Pedro
Ivo Carvalho – Jornal de Notícias, opinião
O
retrato da saúde do Portugal da última década é revelador do esvaziamento
progressivo do Estado social. Não foi só do desemprego que os portugueses
fugiram. Foi, também, do Serviço Nacional de Saúde (SNS). Das urgências
hospitalares públicas. Das consultas. Dos exames. E dos tratamentos. Na
verdade, o impacto da crescente abertura ao privado de um mercado tão
apetecível e lucrativo como este só surpreendeu os mais distraídos. Se há
negócio que dá dinheiro, a saúde é um deles. Os dados mais recentes do Instituto
Nacional de Estatística (INE) permitem perceber que o caminho do privado foi em
sentido inverso ao do público por uma razão óbvia: o primeiro canibalizou o
segundo.
Se
já não olhamos para a oferta privada como a projeção de um mundo ao alcance de
ricos e poderosos, também já não encaramos a oferta pública com o romantismo
que a Constituição da República de 1976 lhe incutiu, nomeadamente no acesso, em
igualdade de circunstâncias, de todos os cidadãos a cuidados de saúde e na
cobertura harmoniosa de serviços pelo território.
Dirão
os mais liberais que um país que tem quase tantos hospitais públicos (113) como
privados (107) é uma estátua viva ao espírito das leis da concorrência. Convém,
todavia, notar que a aproximação entre "mercados" só aconteceu porque
o mais forte se alimentou do mais débil. "A classe média que confiava no
SNS passou para o privado", confidenciou, a propósito, o ex-ministro da
Saúde Correia de Campos.
Não
julgo que a confiança do cidadão se tenha perdido.

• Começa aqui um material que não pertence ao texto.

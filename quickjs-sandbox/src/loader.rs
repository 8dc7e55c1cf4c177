//! Loader shim evaluated inside QuickJS before any user code.
//!
//! The shim hardens the global environment (frozen intrinsics, trapped
//! globals, gas-charged timers), installs the host bindings over the
//! native `__sealvm_hostcall` bridge, then evaluates the user script and
//! calls `main(input)`. Results and errors are written to `/work/out.json`
//! so the embedder never has to parse interpreter output.

pub(crate) const LOADER_NAME: &str = "loader.mjs";
pub(crate) const CODE_NAME: &str = "code.js";
pub(crate) const INPUT_NAME: &str = "input.json";
pub(crate) const OUT_NAME: &str = "out.json";

// Module mode; `std`/`os` come from quickjs-libc. The native hostcall
// bridge must be installed by the QuickJS build before module evaluation.
pub(crate) const LOADER_MJS: &str = r#"
import * as std from 'std';
import * as os from 'os';

const G = globalThis;

function readFile(path) {
  const f = std.open(path, 'rb');
  if (!f) throw new Error('open failed: ' + path);
  const s = f.readAsString();
  f.close();
  return s;
}
function writeFile(path, content) {
  const f = std.open(path, 'wb');
  if (!f) throw new Error('open failed: ' + path);
  f.puts(content);
  f.close();
}

const WORK = '/work';
const CODE_PATH = WORK + '/code.js';
const INPUT_PATH = WORK + '/input.json';
const OUT_PATH = WORK + '/out.json';

function writeOut(obj) {
  writeFile(OUT_PATH, JSON.stringify(obj));
}

class SecurityError extends Error {
  constructor(message) {
    super(message);
    this.name = 'SecurityError';
  }
}
G.SecurityError = SecurityError;

// Native bridge installed by the embedding QuickJS build. Captured and
// removed so user code can never reach it directly.
const bridge = G.__sealvm_hostcall;
delete G.__sealvm_hostcall;
if (typeof bridge !== 'function') {
  writeOut({ ok: false, name: 'SystemError', message: 'host bridge unavailable' });
  std.exit(1);
}

function hostCall(request) {
  const resp = JSON.parse(bridge(JSON.stringify(request)));
  if (!resp.ok) {
    const e = resp.kind === 'SecurityError'
      ? new SecurityError(resp.message)
      : new Error(resp.message);
    if (resp.kind !== 'SecurityError') e.name = resp.kind;
    throw e;
  }
  return resp.value;
}

// --- host bindings ---

G.getSecret = function getSecret(name) {
  return hostCall({ fn: 'getSecret', name: String(name) });
};
G.log = function log(message) {
  hostCall({ fn: 'log', message: String(message) });
};
G.verifyData = function verifyData(data, signature) {
  return hostCall({ fn: 'verifyData', data: String(data), signature: String(signature) });
};
G.generateRandomBytes = function generateRandomBytes(n) {
  const bytes = hostCall({ fn: 'randomBytes', count: n >>> 0 });
  return new Uint8Array(bytes);
};

// --- timers: charge on arm and on every fire ---

const rawSetTimeout = os.setTimeout;
const rawClearTimeout = os.clearTimeout;

G.setTimeout = function setTimeout(callback, delay) {
  if (typeof callback !== 'function') throw new TypeError('callback must be a function');
  const ms = delay >>> 0;
  hostCall({ fn: 'timerArmed', delay: ms });
  return rawSetTimeout(function () {
    hostCall({ fn: 'timerFired' });
    callback();
  }, ms);
};
G.clearTimeout = function clearTimeout(handle) {
  rawClearTimeout(handle);
};

G.setInterval = function setInterval(callback, delay) {
  if (typeof callback !== 'function') throw new TypeError('callback must be a function');
  const ms = delay >>> 0;
  const handle = { cleared: false, id: 0 };
  const tickFn = function () {
    if (handle.cleared) return;
    hostCall({ fn: 'timerFired' });
    try {
      callback();
    } finally {
      if (!handle.cleared) {
        hostCall({ fn: 'timerArmed', delay: ms });
        handle.id = rawSetTimeout(tickFn, ms);
      }
    }
  };
  hostCall({ fn: 'timerArmed', delay: ms });
  handle.id = rawSetTimeout(tickFn, ms);
  return handle;
};
G.clearInterval = function clearInterval(handle) {
  if (handle && typeof handle === 'object') {
    handle.cleared = true;
    rawClearTimeout(handle.id);
  } else {
    rawClearTimeout(handle);
  }
};

// --- frozen intrinsics (before the traps below shadow their names) ---

const INTRINSICS = [
  Object, Array, String, Number, Boolean, Function, Date, RegExp,
  Error, Math, JSON, SecurityError,
];
for (const intrinsic of INTRINSICS) {
  if (intrinsic.prototype) Object.freeze(intrinsic.prototype);
  Object.freeze(intrinsic);
}

// --- forbidden globals ---

const FORBIDDEN = [
  'document', 'window', 'globalThis', 'XMLHttpRequest', 'fetch',
  'WebSocket', 'Worker', 'eval', 'Function', 'Proxy', 'constructor',
];
for (const name of FORBIDDEN) {
  Object.defineProperty(G, name, {
    configurable: false,
    get() { throw new SecurityError(name + ' is not available'); },
    set() { throw new SecurityError(name + ' is not available'); },
  });
}

// --- evaluate user code and invoke the entry point ---

let input = null;
try {
  input = JSON.parse(readFile(INPUT_PATH));
} catch (e) {
  writeOut({ ok: false, name: 'SystemError', message: 'input unreadable: ' + String(e) });
  std.exit(1);
}

const source = readFile(CODE_PATH);
try {
  std.evalScript(source);
} catch (e) {
  writeOut({ ok: false, name: (e && e.name) || 'SyntaxError', message: String((e && e.message) || e) });
  std.exit(0);
}

const entry = G.main;
if (typeof entry !== 'function') {
  writeOut({ ok: false, name: 'ScriptError', message: 'main is not a function' });
  std.exit(0);
}

let result;
try {
  result = entry(input);
} catch (e) {
  writeOut({ ok: false, name: (e && e.name) || 'Error', message: String((e && e.message) || e) });
  std.exit(0);
}

try {
  writeOut({ ok: true, result: result === undefined ? null : result });
} catch (e) {
  writeOut({ ok: false, name: 'ScriptError', message: 'result not serializable: ' + String(e) });
}
"#;
//! Per-user named secrets.
//!
//! Entries are AES-256-GCM ciphertexts (`nonce ‖ ciphertext ‖ tag`, fresh
//! nonce per put, storage key as AAD) written through the storage engine
//! at `secret/<user>/<name>`. The in-memory map holds ciphertext only and
//! is preloaded at boot; plaintext exists only inside `get`, in a buffer
//! that is zeroed on drop.
//!
//! Locking: the cache lock is never held across a storage call or a
//! decryption. Ciphertext is copied out under the lock and opened outside
//! it.

use aes_gcm::aead::{Aead, KeyInit, Payload};
use aes_gcm::{Aes256Gcm, Nonce};
use rand::RngCore;
use std::collections::{BTreeSet, HashMap};
use std::sync::{Arc, Mutex};
use zeroize::Zeroizing;

use tracing::{debug, info, warn};

use crate::error::{SecretError, StorageError};
use crate::storage::StorageEngine;

const PREFIX: &str = "secret/";
const NONCE_LEN: usize = 12;
const TAG_LEN: usize = 16;

pub struct SecretManager {
    engine: Arc<StorageEngine>,
    cipher: Aes256Gcm,
    /// Ciphertext cache keyed by (user, name). Never holds plaintext.
    cache: Mutex<HashMap<(String, String), Vec<u8>>>,
}

impl SecretManager {
    /// Open the manager and preload every stored ciphertext.
    pub fn open(engine: Arc<StorageEngine>, secret_key: &[u8; 32]) -> Result<Self, SecretError> {
        let cipher = Aes256Gcm::new_from_slice(secret_key)
            .map_err(|_| SecretError::Storage("invalid secret key".to_string()))?;
        let manager = Self {
            engine,
            cipher,
            cache: Mutex::new(HashMap::new()),
        };
        manager.preload()?;
        Ok(manager)
    }

    fn preload(&self) -> Result<(), SecretError> {
        let keys = self.engine.list(PREFIX)?;
        let mut loaded = 0usize;
        let mut skipped = 0usize;
        for key in keys {
            let Some((user, name)) = Self::parse_key(&key) else {
                warn!(key, "skipping secret with unparseable key");
                skipped += 1;
                continue;
            };
            match self.engine.get(&key) {
                Ok(ciphertext) => {
                    self.cache
                        .lock()
                        .unwrap()
                        .insert((user, name), ciphertext);
                    loaded += 1;
                }
                Err(e) => {
                    warn!(key, error = %e, "skipping unreadable secret");
                    skipped += 1;
                }
            }
        }
        info!(loaded, skipped, "secret cache preloaded");
        Ok(())
    }

    fn storage_key(user: &str, name: &str) -> String {
        format!("{PREFIX}{user}/{name}")
    }

    fn parse_key(key: &str) -> Option<(String, String)> {
        let rest = key.strip_prefix(PREFIX)?;
        let (user, name) = rest.split_once('/')?;
        if user.is_empty() || name.is_empty() || name.contains('/') {
            return None;
        }
        Some((user.to_string(), name.to_string()))
    }

    fn check_component(label: &str, value: &str) -> Result<(), SecretError> {
        if value.is_empty() || value.contains('/') {
            return Err(SecretError::InvalidName(format!(
                "{label} must be non-empty and must not contain '/'"
            )));
        }
        Ok(())
    }

    /// Store (or replace) a secret.
    pub fn put(&self, user: &str, name: &str, value: &[u8]) -> Result<(), SecretError> {
        Self::check_component("user", user)?;
        Self::check_component("name", name)?;

        let key = Self::storage_key(user, name);
        let mut nonce_bytes = [0u8; NONCE_LEN];
        rand::rngs::OsRng
            .try_fill_bytes(&mut nonce_bytes)
            .map_err(|e| SecretError::Storage(format!("rng: {e}")))?;
        let nonce = Nonce::from_slice(&nonce_bytes);
        let ciphertext = self
            .cipher
            .encrypt(
                nonce,
                Payload {
                    msg: value,
                    aad: key.as_bytes(),
                },
            )
            .map_err(|_| SecretError::Storage("secret encryption failed".to_string()))?;

        let mut entry = Vec::with_capacity(NONCE_LEN + ciphertext.len());
        entry.extend_from_slice(&nonce_bytes);
        entry.extend_from_slice(&ciphertext);

        // Durable first; the cache reflects only committed state.
        self.engine.put(&key, &entry)?;
        self.cache
            .lock()
            .unwrap()
            .insert((user.to_string(), name.to_string()), entry);
        debug!(user, name, "secret stored");
        Ok(())
    }

    /// Fetch and decrypt a secret. The returned buffer is zeroed on drop.
    pub fn get(&self, user: &str, name: &str) -> Result<Zeroizing<Vec<u8>>, SecretError> {
        let cached = self
            .cache
            .lock()
            .unwrap()
            .get(&(user.to_string(), name.to_string()))
            .cloned();

        let entry = match cached {
            Some(entry) => entry,
            None => {
                // Not preloaded (or written by another owner of the same
                // device); fall back to storage before giving up.
                let key = Self::storage_key(user, name);
                match self.engine.get(&key) {
                    Ok(entry) => {
                        self.cache
                            .lock()
                            .unwrap()
                            .insert((user.to_string(), name.to_string()), entry.clone());
                        entry
                    }
                    Err(StorageError::NotFound) => return Err(SecretError::NotFound),
                    Err(e) => return Err(e.into()),
                }
            }
        };

        self.open_entry(user, name, &entry)
    }

    fn open_entry(
        &self,
        user: &str,
        name: &str,
        entry: &[u8],
    ) -> Result<Zeroizing<Vec<u8>>, SecretError> {
        if entry.len() < NONCE_LEN + TAG_LEN {
            return Err(SecretError::Integrity("secret entry too short".to_string()));
        }
        let (nonce_bytes, ciphertext) = entry.split_at(NONCE_LEN);
        let nonce = Nonce::from_slice(nonce_bytes);
        let key = Self::storage_key(user, name);
        let plaintext = self
            .cipher
            .decrypt(
                nonce,
                Payload {
                    msg: ciphertext,
                    aad: key.as_bytes(),
                },
            )
            .map_err(|_| {
                SecretError::Integrity("secret authentication failed".to_string())
            })?;
        Ok(Zeroizing::new(plaintext))
    }

    /// Remove a secret from storage and the cache. The cache removal is
    /// observable only after the storage delete committed.
    pub fn delete(&self, user: &str, name: &str) -> Result<(), SecretError> {
        Self::check_component("user", user)?;
        Self::check_component("name", name)?;
        let key = Self::storage_key(user, name);
        match self.engine.delete(&key) {
            Ok(()) => {}
            Err(StorageError::NotFound) => {
                // Keep the cache honest even if storage lost the entry.
                self.cache
                    .lock()
                    .unwrap()
                    .remove(&(user.to_string(), name.to_string()));
                return Err(SecretError::NotFound);
            }
            Err(e) => return Err(e.into()),
        }
        self.cache
            .lock()
            .unwrap()
            .remove(&(user.to_string(), name.to_string()));
        debug!(user, name, "secret deleted");
        Ok(())
    }

    /// Names with a committed put and no later delete, for one user.
    pub fn list_names(&self, user: &str) -> BTreeSet<String> {
        self.cache
            .lock()
            .unwrap()
            .keys()
            .filter(|(u, _)| u == user)
            .map(|(_, n)| n.clone())
            .collect()
    }

    pub fn exists(&self, user: &str, name: &str) -> bool {
        self.cache
            .lock()
            .unwrap()
            .contains_key(&(user.to_string(), name.to_string()))
    }

    /// Resolve several secrets at once. Missing names are simply absent
    /// from the result map.
    pub fn get_many(
        &self,
        user: &str,
        names: &BTreeSet<String>,
    ) -> Result<HashMap<String, Zeroizing<Vec<u8>>>, SecretError> {
        let mut out = HashMap::with_capacity(names.len());
        for name in names {
            match self.get(user, name) {
                Ok(value) => {
                    out.insert(name.clone(), value);
                }
                Err(SecretError::NotFound) => {}
                Err(e) => return Err(e),
            }
        }
        Ok(out)
    }
}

Creio, até, que há uma perceção
generalizada de que, no fim da linha, nas urgências realmente graves, nas
doenças de foro oncológico e noutras de particular complexidade, preferimos
entregar-nos nas mãos do SNS. Porque somos mais bem tratados.
O
que a austeridade aplicada à saúde causou foi uma violenta poupança nos meios,
nos recursos humanos e nos cuidados - tornando, assim, perversamente rentável a
opção pelo privado. O doente médio faz as contas ao custo das taxas moderadoras
(ainda assim, são milhões os isentos) e ao tempo de espera por uma consulta ou
um tratamento, e opta por aquilo que, podendo ser de confiança, lhe é mais
confortável.
Cabe
ao Estado ser mais exigente na gestão da máquina, não abdicando do seu papel
regulador. Garantindo, sobretudo, que será sempre o último reduto daqueles que,
por estarem fora da mira geográfica do progresso, serem pobres, velhos ou
sozinhos, não se transformam na presa perfeita daquilo a que tão
convenientemente se chama a lógica do mercado.